──────── DATA FOR PROCESSING

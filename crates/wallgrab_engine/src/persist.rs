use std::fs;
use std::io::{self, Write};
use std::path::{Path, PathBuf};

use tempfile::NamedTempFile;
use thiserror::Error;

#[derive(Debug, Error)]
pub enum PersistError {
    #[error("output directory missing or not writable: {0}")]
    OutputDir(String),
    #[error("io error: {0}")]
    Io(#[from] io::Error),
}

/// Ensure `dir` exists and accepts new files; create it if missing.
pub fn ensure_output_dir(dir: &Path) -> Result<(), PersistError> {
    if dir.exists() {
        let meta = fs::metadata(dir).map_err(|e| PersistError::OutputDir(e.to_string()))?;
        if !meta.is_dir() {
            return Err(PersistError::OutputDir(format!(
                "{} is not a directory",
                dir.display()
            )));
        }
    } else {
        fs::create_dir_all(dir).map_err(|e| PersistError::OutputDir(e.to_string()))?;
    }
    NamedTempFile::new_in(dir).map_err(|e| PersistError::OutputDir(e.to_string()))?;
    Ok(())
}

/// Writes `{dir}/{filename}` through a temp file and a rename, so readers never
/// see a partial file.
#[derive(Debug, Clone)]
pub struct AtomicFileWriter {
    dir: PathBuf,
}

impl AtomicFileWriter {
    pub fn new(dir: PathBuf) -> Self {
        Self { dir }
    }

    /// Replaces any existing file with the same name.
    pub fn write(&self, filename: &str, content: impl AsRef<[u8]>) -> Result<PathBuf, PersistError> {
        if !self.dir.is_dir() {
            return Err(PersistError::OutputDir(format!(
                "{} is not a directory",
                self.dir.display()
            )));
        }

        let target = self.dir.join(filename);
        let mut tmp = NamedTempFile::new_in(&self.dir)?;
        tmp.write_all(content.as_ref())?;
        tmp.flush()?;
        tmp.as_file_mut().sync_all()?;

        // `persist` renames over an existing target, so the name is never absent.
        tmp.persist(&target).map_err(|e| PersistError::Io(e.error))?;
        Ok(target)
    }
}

────────────────
──────── DATA FOR PROCESSING

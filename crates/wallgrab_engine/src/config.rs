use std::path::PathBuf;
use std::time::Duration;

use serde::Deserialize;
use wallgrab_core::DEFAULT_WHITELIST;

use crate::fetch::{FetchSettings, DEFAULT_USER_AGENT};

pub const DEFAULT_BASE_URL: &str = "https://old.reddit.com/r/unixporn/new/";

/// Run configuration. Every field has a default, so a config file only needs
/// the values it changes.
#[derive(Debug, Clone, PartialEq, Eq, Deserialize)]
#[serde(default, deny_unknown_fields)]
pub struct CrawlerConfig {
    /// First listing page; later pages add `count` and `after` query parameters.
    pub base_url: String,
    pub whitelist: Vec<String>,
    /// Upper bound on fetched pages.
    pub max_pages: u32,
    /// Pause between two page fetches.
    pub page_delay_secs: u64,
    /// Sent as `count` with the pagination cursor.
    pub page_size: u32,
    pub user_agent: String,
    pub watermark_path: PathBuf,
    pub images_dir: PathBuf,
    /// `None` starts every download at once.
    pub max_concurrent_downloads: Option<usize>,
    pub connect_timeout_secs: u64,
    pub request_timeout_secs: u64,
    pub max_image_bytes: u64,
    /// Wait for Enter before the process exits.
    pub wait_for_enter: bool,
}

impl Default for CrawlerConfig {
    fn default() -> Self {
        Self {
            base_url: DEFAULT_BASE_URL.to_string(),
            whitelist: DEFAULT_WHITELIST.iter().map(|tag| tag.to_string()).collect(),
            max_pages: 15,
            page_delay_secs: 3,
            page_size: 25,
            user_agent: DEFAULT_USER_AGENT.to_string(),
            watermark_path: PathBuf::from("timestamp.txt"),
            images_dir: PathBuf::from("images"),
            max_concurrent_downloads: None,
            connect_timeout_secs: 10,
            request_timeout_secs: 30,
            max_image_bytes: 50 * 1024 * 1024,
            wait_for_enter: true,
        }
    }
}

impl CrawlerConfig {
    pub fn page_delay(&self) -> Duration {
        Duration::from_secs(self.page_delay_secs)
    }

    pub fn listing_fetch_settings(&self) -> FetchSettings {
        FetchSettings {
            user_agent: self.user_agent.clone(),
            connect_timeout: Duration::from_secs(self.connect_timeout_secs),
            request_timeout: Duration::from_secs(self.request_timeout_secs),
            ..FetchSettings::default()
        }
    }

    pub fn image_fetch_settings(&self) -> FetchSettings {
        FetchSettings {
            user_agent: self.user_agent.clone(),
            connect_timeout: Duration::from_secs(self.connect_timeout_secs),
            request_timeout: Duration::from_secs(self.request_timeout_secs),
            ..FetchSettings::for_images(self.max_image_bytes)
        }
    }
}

────────────────
──────── DATA FOR PROCESSING

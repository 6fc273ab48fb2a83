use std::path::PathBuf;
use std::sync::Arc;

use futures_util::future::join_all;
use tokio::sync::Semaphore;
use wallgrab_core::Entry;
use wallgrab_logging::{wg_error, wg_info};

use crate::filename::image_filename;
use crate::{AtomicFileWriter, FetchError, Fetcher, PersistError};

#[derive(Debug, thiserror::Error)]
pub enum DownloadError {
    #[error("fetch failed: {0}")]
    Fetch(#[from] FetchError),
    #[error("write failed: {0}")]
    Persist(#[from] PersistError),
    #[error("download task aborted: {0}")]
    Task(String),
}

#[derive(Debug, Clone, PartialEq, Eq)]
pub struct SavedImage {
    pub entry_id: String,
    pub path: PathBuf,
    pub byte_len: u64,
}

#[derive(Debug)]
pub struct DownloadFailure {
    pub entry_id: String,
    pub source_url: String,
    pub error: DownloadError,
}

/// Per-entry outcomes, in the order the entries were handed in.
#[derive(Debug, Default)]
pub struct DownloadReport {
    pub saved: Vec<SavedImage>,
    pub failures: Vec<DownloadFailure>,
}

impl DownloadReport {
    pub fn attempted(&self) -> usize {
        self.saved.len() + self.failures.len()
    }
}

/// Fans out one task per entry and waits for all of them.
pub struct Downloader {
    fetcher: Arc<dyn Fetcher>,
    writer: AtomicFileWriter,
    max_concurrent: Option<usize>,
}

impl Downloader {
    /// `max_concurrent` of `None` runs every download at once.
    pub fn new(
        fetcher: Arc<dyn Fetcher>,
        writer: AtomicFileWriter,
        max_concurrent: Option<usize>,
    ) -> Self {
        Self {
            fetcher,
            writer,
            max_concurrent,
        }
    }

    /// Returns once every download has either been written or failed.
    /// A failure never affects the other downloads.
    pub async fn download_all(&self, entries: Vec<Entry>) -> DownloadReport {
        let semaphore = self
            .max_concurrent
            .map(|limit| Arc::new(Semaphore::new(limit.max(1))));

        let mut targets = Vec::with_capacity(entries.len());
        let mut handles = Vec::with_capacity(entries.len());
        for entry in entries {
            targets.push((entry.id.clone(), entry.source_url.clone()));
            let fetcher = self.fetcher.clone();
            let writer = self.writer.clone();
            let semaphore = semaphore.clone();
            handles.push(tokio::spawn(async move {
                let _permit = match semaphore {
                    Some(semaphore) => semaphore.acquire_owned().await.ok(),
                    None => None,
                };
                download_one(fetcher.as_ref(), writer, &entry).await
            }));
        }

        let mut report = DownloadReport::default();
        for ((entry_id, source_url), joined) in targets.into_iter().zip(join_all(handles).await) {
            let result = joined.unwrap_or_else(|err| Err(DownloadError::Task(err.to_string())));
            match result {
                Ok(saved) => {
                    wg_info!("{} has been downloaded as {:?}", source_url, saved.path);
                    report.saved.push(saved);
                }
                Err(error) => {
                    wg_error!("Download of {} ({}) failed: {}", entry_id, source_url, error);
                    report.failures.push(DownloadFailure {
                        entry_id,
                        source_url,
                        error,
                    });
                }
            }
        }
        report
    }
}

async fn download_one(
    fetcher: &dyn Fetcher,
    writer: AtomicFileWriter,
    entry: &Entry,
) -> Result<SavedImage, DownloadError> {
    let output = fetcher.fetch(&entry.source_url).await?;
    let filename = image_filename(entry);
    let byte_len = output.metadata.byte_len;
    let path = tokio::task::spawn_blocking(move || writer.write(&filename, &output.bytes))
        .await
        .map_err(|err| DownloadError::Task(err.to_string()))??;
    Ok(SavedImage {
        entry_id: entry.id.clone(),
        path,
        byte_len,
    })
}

────────────────

→ GOAL OF THE EXERCISE: All lines in the records above that contain "FetchError" are to be reported.

→ WRITTEN RESPONSE:
use crate::{AtomicFileWriter, FetchError, Fetcher, PersistError};
    Fetch(#[from] FetchError),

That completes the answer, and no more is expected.